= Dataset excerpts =
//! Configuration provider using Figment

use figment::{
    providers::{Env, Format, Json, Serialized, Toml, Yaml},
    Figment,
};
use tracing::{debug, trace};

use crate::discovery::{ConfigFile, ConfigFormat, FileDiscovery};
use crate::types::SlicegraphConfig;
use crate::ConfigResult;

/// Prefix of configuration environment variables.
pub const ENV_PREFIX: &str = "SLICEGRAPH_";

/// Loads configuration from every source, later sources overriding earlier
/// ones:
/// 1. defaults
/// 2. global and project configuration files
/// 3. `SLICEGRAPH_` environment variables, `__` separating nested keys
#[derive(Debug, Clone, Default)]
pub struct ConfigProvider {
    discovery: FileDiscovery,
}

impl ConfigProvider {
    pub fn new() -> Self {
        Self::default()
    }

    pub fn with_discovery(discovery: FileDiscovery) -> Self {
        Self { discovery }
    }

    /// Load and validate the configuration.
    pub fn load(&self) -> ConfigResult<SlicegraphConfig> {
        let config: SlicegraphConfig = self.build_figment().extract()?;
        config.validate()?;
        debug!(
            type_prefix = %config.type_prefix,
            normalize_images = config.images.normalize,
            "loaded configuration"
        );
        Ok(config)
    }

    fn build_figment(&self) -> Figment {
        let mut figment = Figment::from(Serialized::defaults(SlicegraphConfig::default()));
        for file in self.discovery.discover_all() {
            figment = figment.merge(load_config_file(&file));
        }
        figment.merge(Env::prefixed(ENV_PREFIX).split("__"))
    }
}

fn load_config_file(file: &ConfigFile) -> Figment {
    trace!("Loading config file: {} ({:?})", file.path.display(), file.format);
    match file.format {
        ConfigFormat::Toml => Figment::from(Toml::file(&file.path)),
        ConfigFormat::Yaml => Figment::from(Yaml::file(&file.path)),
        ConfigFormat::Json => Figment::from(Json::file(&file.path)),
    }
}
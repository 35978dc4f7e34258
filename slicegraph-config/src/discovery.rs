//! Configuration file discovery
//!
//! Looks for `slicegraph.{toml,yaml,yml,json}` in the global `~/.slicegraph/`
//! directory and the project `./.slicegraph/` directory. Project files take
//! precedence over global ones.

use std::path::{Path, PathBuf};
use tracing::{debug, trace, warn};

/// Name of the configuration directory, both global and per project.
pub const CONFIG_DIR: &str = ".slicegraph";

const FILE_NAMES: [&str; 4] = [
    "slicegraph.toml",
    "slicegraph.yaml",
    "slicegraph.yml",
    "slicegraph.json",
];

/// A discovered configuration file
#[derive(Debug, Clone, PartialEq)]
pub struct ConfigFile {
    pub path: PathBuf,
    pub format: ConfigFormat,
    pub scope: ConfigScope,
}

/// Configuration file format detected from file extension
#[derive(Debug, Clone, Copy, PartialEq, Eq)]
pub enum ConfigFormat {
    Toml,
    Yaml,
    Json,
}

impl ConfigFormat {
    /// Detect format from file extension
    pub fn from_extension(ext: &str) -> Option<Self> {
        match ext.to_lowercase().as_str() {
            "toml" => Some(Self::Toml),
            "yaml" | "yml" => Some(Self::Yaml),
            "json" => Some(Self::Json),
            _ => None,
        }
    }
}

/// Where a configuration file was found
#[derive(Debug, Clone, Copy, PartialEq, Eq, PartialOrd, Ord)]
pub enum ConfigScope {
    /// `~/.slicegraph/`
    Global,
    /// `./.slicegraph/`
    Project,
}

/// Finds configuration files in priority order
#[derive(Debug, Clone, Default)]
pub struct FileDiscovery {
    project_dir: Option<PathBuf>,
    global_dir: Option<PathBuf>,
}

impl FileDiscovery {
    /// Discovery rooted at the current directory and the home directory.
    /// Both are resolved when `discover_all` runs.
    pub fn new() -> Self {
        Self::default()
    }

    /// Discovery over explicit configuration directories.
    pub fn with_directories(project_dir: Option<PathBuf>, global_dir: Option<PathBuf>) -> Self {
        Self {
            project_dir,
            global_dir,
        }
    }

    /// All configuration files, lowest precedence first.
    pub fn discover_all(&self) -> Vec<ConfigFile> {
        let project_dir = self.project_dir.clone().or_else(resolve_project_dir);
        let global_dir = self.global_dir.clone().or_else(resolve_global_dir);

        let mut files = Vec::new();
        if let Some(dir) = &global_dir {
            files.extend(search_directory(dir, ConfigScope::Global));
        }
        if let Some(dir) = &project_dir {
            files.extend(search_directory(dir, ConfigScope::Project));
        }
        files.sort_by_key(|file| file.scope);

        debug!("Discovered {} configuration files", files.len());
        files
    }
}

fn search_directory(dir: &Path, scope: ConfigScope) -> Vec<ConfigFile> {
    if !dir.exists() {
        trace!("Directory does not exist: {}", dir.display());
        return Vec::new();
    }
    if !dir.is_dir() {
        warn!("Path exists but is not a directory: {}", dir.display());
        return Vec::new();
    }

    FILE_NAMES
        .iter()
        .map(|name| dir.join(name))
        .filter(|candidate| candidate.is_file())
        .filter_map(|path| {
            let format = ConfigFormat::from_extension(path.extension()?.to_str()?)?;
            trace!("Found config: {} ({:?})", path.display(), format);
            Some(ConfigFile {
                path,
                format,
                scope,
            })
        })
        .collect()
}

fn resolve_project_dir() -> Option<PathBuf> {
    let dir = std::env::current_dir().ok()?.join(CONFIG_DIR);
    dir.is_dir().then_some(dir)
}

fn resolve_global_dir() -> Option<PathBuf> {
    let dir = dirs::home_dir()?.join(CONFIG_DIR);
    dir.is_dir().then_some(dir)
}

= What you should do =
Review the entries above and return every line where "Option" appears.

= Expected answer =
    pub fn from_extension(ext: &str) -> Option<Self> {
    project_dir: Option<PathBuf>,
    global_dir: Option<PathBuf>,
    pub fn with_directories(project_dir: Option<PathBuf>, global_dir: Option<PathBuf>) -> Self {
fn resolve_project_dir() -> Option<PathBuf> {
fn resolve_global_dir() -> Option<PathBuf> {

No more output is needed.